- What to work on: All lines in the records below with the word "None" must be returned.

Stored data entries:
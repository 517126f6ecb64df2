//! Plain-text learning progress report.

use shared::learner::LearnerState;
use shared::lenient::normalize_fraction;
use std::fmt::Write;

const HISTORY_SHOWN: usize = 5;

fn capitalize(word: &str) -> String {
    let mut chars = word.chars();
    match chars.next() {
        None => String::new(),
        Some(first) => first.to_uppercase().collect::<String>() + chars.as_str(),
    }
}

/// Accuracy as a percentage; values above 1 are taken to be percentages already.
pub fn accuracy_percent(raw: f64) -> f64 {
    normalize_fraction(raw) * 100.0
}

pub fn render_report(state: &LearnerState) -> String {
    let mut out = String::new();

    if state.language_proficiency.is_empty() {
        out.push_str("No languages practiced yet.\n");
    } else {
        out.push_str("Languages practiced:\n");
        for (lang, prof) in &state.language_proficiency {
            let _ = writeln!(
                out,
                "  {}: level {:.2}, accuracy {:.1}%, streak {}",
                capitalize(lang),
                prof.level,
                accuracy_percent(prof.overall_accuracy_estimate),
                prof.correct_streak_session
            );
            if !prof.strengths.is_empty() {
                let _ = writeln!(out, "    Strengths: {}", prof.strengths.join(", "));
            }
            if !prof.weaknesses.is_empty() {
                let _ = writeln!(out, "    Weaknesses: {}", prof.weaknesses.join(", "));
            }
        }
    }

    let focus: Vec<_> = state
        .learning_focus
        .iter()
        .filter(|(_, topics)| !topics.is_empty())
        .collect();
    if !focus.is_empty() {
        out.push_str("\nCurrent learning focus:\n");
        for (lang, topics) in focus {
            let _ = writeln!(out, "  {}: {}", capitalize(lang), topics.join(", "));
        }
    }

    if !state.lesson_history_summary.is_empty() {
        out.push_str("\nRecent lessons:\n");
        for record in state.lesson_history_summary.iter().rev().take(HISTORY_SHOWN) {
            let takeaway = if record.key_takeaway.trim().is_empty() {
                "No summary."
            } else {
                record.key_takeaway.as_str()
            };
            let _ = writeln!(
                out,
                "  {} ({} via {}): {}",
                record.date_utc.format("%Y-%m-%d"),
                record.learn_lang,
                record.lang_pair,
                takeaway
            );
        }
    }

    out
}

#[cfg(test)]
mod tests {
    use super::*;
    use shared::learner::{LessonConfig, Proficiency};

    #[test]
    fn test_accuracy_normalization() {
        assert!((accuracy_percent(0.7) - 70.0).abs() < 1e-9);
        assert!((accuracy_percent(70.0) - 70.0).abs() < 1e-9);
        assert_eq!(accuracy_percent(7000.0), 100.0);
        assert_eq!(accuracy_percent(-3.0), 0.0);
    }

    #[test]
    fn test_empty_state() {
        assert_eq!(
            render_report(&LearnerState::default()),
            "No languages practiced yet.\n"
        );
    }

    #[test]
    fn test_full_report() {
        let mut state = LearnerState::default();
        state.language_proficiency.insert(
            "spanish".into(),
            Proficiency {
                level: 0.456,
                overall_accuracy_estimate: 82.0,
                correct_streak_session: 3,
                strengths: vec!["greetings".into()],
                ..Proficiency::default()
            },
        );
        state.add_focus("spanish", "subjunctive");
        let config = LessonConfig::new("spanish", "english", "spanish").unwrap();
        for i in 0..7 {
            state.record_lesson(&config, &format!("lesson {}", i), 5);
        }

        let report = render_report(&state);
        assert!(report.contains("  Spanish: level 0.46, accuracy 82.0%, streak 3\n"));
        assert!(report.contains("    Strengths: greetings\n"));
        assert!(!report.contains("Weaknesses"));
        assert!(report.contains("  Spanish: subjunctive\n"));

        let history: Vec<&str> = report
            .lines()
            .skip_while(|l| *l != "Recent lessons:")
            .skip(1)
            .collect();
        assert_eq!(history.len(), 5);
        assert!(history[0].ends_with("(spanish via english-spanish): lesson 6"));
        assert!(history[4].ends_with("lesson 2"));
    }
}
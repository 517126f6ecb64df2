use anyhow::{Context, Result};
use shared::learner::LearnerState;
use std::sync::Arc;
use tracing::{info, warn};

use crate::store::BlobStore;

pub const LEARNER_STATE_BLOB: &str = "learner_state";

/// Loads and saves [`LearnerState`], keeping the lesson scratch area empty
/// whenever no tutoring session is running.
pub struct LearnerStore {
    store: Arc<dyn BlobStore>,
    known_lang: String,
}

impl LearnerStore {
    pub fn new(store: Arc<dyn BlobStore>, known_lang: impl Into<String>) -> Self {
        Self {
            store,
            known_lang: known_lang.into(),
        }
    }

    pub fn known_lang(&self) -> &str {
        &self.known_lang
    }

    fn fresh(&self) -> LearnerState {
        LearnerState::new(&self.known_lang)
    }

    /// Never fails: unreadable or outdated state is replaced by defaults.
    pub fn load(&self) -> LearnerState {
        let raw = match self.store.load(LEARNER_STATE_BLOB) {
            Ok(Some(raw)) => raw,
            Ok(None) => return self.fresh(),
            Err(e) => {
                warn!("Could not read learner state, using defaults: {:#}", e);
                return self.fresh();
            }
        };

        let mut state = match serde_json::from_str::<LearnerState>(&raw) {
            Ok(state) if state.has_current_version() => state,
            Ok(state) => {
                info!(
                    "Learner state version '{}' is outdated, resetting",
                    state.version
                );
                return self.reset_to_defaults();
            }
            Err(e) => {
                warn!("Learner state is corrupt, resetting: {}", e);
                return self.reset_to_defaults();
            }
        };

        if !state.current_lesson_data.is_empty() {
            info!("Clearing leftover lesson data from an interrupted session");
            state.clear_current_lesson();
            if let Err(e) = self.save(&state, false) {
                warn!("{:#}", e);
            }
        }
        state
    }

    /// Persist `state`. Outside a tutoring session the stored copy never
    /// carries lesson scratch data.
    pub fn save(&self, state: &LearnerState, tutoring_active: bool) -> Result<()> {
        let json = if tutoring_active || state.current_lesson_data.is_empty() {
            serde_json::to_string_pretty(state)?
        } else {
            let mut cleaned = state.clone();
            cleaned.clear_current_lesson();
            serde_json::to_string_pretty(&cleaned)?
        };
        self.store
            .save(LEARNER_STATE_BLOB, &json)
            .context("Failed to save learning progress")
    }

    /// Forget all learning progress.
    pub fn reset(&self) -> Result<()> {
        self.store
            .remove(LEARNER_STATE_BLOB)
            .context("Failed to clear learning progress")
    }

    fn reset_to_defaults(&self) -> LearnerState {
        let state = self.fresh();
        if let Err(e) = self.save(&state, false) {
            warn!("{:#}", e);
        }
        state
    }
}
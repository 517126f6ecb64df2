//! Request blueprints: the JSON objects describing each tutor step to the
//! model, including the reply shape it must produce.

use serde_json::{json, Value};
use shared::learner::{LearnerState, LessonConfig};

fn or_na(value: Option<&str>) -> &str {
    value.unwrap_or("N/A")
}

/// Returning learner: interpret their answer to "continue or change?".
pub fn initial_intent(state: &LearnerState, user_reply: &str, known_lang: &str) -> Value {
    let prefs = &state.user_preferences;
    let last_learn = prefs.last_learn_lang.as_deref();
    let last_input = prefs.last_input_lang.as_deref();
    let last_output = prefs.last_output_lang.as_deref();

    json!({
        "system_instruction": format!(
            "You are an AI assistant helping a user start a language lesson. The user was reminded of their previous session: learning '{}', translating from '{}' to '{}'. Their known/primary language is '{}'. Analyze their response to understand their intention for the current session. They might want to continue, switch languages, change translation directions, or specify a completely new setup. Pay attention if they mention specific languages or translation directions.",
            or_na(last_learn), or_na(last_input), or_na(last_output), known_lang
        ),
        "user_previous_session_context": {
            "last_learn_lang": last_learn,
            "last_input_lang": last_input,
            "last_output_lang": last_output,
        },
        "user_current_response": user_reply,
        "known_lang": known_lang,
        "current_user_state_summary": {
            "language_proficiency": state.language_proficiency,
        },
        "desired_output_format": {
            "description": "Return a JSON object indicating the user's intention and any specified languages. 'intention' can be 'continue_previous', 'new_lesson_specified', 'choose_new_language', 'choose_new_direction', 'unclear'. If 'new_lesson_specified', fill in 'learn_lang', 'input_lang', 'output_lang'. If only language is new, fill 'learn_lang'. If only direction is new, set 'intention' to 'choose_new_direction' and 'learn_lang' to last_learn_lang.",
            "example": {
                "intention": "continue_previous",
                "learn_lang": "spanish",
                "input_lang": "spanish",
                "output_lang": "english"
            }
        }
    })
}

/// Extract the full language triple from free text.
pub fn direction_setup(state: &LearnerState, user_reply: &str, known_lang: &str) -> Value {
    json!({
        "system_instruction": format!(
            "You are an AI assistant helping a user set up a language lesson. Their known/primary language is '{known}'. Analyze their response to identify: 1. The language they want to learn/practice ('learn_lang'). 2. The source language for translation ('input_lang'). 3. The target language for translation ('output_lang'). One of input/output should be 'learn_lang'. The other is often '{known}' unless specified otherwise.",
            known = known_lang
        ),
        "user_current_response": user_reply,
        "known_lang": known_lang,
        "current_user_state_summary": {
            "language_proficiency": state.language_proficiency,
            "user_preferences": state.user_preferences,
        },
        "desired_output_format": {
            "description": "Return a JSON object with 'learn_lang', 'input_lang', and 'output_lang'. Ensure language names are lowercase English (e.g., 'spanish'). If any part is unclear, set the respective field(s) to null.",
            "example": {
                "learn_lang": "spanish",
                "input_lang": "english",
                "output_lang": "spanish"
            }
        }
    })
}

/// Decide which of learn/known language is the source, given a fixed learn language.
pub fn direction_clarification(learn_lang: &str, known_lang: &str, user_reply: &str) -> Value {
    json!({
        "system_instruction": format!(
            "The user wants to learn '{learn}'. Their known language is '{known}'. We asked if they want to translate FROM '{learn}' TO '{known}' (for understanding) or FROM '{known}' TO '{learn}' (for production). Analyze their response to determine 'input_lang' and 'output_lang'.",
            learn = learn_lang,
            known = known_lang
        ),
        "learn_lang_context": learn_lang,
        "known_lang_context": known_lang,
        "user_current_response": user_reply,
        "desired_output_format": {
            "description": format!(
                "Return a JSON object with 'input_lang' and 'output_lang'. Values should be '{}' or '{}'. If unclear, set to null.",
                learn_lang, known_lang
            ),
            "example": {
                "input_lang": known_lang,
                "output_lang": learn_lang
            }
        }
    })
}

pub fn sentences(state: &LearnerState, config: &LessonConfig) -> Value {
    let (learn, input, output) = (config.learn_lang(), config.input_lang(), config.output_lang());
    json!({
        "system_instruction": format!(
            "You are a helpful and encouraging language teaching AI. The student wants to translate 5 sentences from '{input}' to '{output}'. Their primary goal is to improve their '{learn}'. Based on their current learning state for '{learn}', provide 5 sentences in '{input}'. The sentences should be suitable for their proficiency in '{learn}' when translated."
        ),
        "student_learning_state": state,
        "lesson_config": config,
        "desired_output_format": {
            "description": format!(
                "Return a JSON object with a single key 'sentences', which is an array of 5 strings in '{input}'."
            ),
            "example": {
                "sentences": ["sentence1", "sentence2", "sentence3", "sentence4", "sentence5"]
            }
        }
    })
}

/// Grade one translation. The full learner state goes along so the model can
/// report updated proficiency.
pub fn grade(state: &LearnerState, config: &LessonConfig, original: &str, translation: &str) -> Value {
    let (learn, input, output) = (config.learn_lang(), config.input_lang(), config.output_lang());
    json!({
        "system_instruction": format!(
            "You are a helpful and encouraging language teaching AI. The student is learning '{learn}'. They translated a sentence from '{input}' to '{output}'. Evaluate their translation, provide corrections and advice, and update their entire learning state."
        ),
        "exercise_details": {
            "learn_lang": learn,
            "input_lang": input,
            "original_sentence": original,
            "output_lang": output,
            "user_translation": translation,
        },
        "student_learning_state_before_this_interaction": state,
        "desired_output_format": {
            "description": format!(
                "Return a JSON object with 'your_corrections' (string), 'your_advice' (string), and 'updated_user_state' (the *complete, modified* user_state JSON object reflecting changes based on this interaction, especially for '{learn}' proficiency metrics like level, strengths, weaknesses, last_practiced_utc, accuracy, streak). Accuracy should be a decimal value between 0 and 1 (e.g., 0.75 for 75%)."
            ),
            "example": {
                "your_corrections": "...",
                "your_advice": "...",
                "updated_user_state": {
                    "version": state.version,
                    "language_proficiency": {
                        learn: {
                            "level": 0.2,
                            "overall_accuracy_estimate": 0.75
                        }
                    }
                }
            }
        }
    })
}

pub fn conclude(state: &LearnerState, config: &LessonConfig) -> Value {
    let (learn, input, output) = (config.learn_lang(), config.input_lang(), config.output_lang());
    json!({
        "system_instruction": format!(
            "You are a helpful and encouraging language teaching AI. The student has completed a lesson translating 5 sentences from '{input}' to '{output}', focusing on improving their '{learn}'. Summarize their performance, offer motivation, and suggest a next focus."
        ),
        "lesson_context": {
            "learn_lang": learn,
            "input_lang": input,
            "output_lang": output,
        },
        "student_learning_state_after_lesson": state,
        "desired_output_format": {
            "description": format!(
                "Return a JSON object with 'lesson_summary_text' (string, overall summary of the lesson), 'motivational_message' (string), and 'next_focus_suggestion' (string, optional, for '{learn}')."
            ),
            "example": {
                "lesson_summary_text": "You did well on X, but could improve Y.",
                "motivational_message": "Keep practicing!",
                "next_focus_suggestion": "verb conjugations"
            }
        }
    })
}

- Solution to this problem:
        None => String::new(),
            Ok(None) => return self.fresh(),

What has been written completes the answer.